Author on new role: ‘It’s a challenge’

‘Spoon Fed’ writer moving from food to report on news

Since she wrote her charming food memoir, “Spoon Fed: How Eight Cooks Saved My Life,” Kim Severson has relocated to Atlanta, become the Atlanta bureau chief for The New York Times and moved from food to the national beat, which put her back on the road.

Severson, 49, who will speak today at Outwrite Bookstore and Coffeehouse in Midtown, finds the Atlanta climate pleasant but the traffic formidable: “Get me out of this car.”

“Spoon Fed,” which comes out in paperback this month, is structured around her mini-portraits of eight cooks who influenced her life, including California food writer Marion Cunningham, Alice Waters of Chez Panisse, celebrity New York food critic Ruth Reichl, the late Edna Lewis and Severson’s own mother.
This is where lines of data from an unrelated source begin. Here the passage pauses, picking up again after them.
//! Error types for web handlers.
//!
//! [`AppError`] bridges store and auth errors to HTTP responses. Server-side
//! failures are logged with their source and answered with a generic
//! message; the source never reaches the client.

use axum::{
    Json,
    http::StatusCode,
    response::{IntoResponse, Response},
};
use bookstore_auth::AuthError;
use bookstore_core::StoreError;
use serde::Serialize;
use std::fmt;

/// Application error type for web handlers.
///
/// # Examples
///
/// ```ignore
/// async fn handler(Path(id): Path<i64>) -> Result<Json<BookDetail>, AppError> {
///     let book = books.get_book(id).await?
///         .ok_or_else(|| AppError::not_found("Book", id))?;
///     Ok(Json(book))
/// }
/// ```
#[derive(Debug)]
pub struct AppError {
    /// HTTP status code
    status: StatusCode,
    /// Error message (user-facing)
    message: String,
    /// Error code (for client error handling)
    code: String,
    /// Internal error (for logging, not exposed to client)
    source: Option<anyhow::Error>,
}

impl AppError {
    /// Create a new application error.
    #[must_use]
    pub const fn new(status: StatusCode, message: String, code: String) -> Self {
        Self {
            status,
            message,
            code,
            source: None,
        }
    }

    /// Create a new error with a source error.
    #[must_use]
    pub fn with_source(mut self, source: anyhow::Error) -> Self {
        self.source = Some(source);
        self
    }

    /// HTTP status of the response.
    #[must_use]
    pub const fn status(&self) -> StatusCode {
        self.status
    }

    /// Machine-readable error code.
    #[must_use]
    pub fn code(&self) -> &str {
        &self.code
    }

    /// Create a 401 Unauthorized error.
    #[must_use]
    pub fn unauthorized(message: impl Into<String>) -> Self {
        Self::new(
            StatusCode::UNAUTHORIZED,
            message.into(),
            "UNAUTHORIZED".to_string(),
        )
    }

    /// Create a 403 Forbidden error.
    #[must_use]
    pub fn forbidden(message: impl Into<String>) -> Self {
        Self::new(
            StatusCode::FORBIDDEN,
            message.into(),
            "FORBIDDEN".to_string(),
        )
    }

    /// Create a 404 Not Found error.
    #[must_use]
    pub fn not_found(resource: impl fmt::Display, id: impl fmt::Display) -> Self {
        Self::new(
            StatusCode::NOT_FOUND,
            format!("{resource} with id {id} not found"),
            "NOT_FOUND".to_string(),
        )
    }

    /// Create a 409 Conflict error.
    #[must_use]
    pub fn conflict(message: impl Into<String>) -> Self {
        Self::new(
            StatusCode::CONFLICT,
            message.into(),
            "CONFLICT".to_string(),
        )
    }

    /// Create a 422 Unprocessable Entity error.
    #[must_use]
    pub fn validation(message: impl Into<String>) -> Self {
        Self::new(
            StatusCode::UNPROCESSABLE_ENTITY,
            message.into(),
            "VALIDATION_ERROR".to_string(),
        )
    }

    /// Create a 500 Internal Server Error.
    #[must_use]
    pub fn internal(message: impl Into<String>) -> Self {
        Self::new(
            StatusCode::INTERNAL_SERVER_ERROR,
            message.into(),
            "INTERNAL_SERVER_ERROR".to_string(),
        )
    }

    /// Create a 503 Service Unavailable error.
    #[must_use]
    pub fn unavailable(message: impl Into<String>) -> Self {
        Self::new(
            StatusCode::SERVICE_UNAVAILABLE,
            message.into(),
            "SERVICE_UNAVAILABLE".to_string(),
        )
    }
}

impl fmt::Display for AppError {
    fn fmt(&self, f: &mut fmt::Formatter<'_>) -> fmt::Result {
        write!(f, "[{}] {}", self.code, self.message)
    }
}

impl std::error::Error for AppError {
    fn source(&self) -> Option<&(dyn std::error::Error + 'static)> {
        self.source
            .as_ref()
            .map(|e| e.as_ref() as &(dyn std::error::Error + 'static))
    }
}

/// Error response body (JSON).
#[derive(Debug, Serialize)]
struct ErrorResponse {
    /// Error code (for client error handling).
    code: String,
    /// Human-readable error message.
    message: String,
}

impl IntoResponse for AppError {
    fn into_response(self) -> Response {
        if self.status.is_server_error() {
            if let Some(source) = &self.source {
                tracing::error!(
                    status = %self.status,
                    code = %self.code,
                    message = %self.message,
                    error = %source,
                    "Internal server error"
                );
            } else {
                tracing::error!(
                    status = %self.status,
                    code = %self.code,
                    message = %self.message,
                    "Internal server error"
                );
            }
        }

        let body = ErrorResponse {
            code: self.code,
            message: self.message,
        };

        (self.status, Json(body)).into_response()
    }
}

/// Convert `anyhow::Error` to `AppError`.
impl From<anyhow::Error> for AppError {
    fn from(err: anyhow::Error) -> Self {
        Self::internal("An internal error occurred").with_source(err)
    }
}

impl From<StoreError> for AppError {
    fn from(err: StoreError) -> Self {
        match err {
            StoreError::Validation(message) => Self::validation(message),
            StoreError::NotFound { entity, id } => Self::not_found(entity, id),
            StoreError::Conflict(message) => Self::conflict(message),
            StoreError::Timeout { .. } => {
                Self::unavailable("The service is temporarily unavailable")
                    .with_source(anyhow::Error::new(err))
            }
            StoreError::Database(_) => {
                Self::internal("An internal error occurred").with_source(anyhow::Error::new(err))
            }
        }
    }
}

impl From<AuthError> for AppError {
    fn from(err: AuthError) -> Self {
        match err {
            AuthError::Unauthenticated => Self::unauthorized("Authentication required"),
            AuthError::Expired => Self::unauthorized("Token has expired"),
            AuthError::InvalidCredential(_) => Self::unauthorized("Invalid token"),
            AuthError::Hashing(_) => {
                Self::internal("An internal error occurred").with_source(anyhow::Error::new(err))
            }
        }
    }
}

#[cfg(test)]
#[allow(clippy::unwrap_used, clippy::expect_used)]
mod tests {
    use super::*;

    async fn body_json(err: AppError) -> (StatusCode, serde_json::Value) {
        let response = err.into_response();
        let status = response.status();
        let bytes = axum::body::to_bytes(response.into_body(), usize::MAX)
            .await
            .unwrap();
        (status, serde_json::from_slice(&bytes).unwrap())
    }

    #[test]
    fn test_error_display() {
        let err = AppError::validation("Invalid input");
        assert_eq!(err.to_string(), "[VALIDATION_ERROR] Invalid input");
    }

    #[test]
    fn test_not_found() {
        let err = AppError::not_found("User", "123");
        assert_eq!(err.to_string(), "[NOT_FOUND] User with id 123 not found");
        assert_eq!(err.status, StatusCode::NOT_FOUND);
    }

    #[test]
    fn test_store_errors_map_to_statuses() {
        let cases = [
            (StoreError::validation("bad"), StatusCode::UNPROCESSABLE_ENTITY),
            (StoreError::not_found("Book", 5), StatusCode::NOT_FOUND),
            (StoreError::conflict("taken"), StatusCode::CONFLICT),
            (
                StoreError::Timeout { operation: "list_books" },
                StatusCode::SERVICE_UNAVAILABLE,
            ),
            (StoreError::database("boom"), StatusCode::INTERNAL_SERVER_ERROR),
        ];

        for (store_error, status) in cases {
            assert_eq!(AppError::from(store_error).status(), status);
        }
    }

    #[tokio::test]
    async fn test_database_detail_is_not_exposed() {
        let err = AppError::from(StoreError::database("relation \"books\" does not exist"));

        let (status, body) = body_json(err).await;

        assert_eq!(status, StatusCode::INTERNAL_SERVER_ERROR);
        assert_eq!(body["code"], "INTERNAL_SERVER_ERROR");
        assert!(!body["message"].as_str().unwrap().contains("relation"));
    }

    #[tokio::test]
    async fn test_not_found_body_names_entity() {
        let (status, body) = body_json(StoreError::not_found("Order", 9).into()).await;

        assert_eq!(status, StatusCode::NOT_FOUND);
        assert_eq!(body["message"], "Order with id 9 not found");
    }

    #[test]
    fn test_auth_errors_are_unauthorized() {
        assert_eq!(
            AppError::from(AuthError::Expired).status(),
            StatusCode::UNAUTHORIZED
        );
        assert_eq!(
            AppError::from(AuthError::InvalidCredential("sig".into())).status(),
            StatusCode::UNAUTHORIZED
        );
        assert_eq!(
            AppError::from(AuthError::Hashing("salt".into())).status(),
            StatusCode::INTERNAL_SERVER_ERROR
        );
    }
}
Along the way, Severson discusses coming to terms with her alcoholism, her homosexuality and her feelings of self-doubt. All are delivered with plentiful humor and recipes.

During a late-morning cappuccino at Parish on Highland Avenue, Severson chats about the path that brought her to Atlanta with her partner and their daughter.

But first she carefully scrapes the cinnamon off the top of her frothy beverage (sprinkled by an unwitting barista), making fun of her picky-picky taste as she does it. “Yes, I’m one of those people,” she says, with a half-smile, half-grimace. “But I think if you’re going to pay $5 for a cup of warm milk, you ought to get it the way you like it.”

Q: What are the challenges of moving from food to news?

A: I'm going from a beat in which I think I had the best Rolodex in the country to one in which I'm walking in new. It's a challenge. Plus people don't kiss your [rear end] as much in this job.

Q: Will you miss writing about food?

A: My interest in which chef was making the next hot lamb slider was diminishing.

Q: Your comments about [New York Times food writer] Ruth Reichl make her seem more like a bad example than a mentor, with what you describe as her penchant for inventing dialogue.

A: Her books are incredibly readable books. She says, "I'm telling you the essence of a story and I'm being a storyteller." Her stories are probably more readable than mine. But I don't work that way.

Q: [Atlanta chef] Scott Peacock and [Southern food diva] Edna Lewis, who lived together, made an odd couple — an elderly black woman and a young gay man. What did you learn from them?

A: When you're gay, you look around at the hetero structure of life, and you're constantly trying to fit in. But [I learned] I can make a family wherever I make it.

Q: You say that the lesson you learned from Rachael Ray is "be who you are," but it seems to me that you really admire her capacity for hard work. Is that right?

A: It's a piece of authenticity there. She is what she is. But there are 3,000 people whose livelihoods depend on her being Rachael Ray. She thinks if you don't keep working, everything will fall apart.

Q: I liked the story about your mom hitting your brother in the head with the frozen fish for smarting off.

A: I've told that story forever, and it was always a trout. But the brother pointed out that it was a bass. That's how memory works.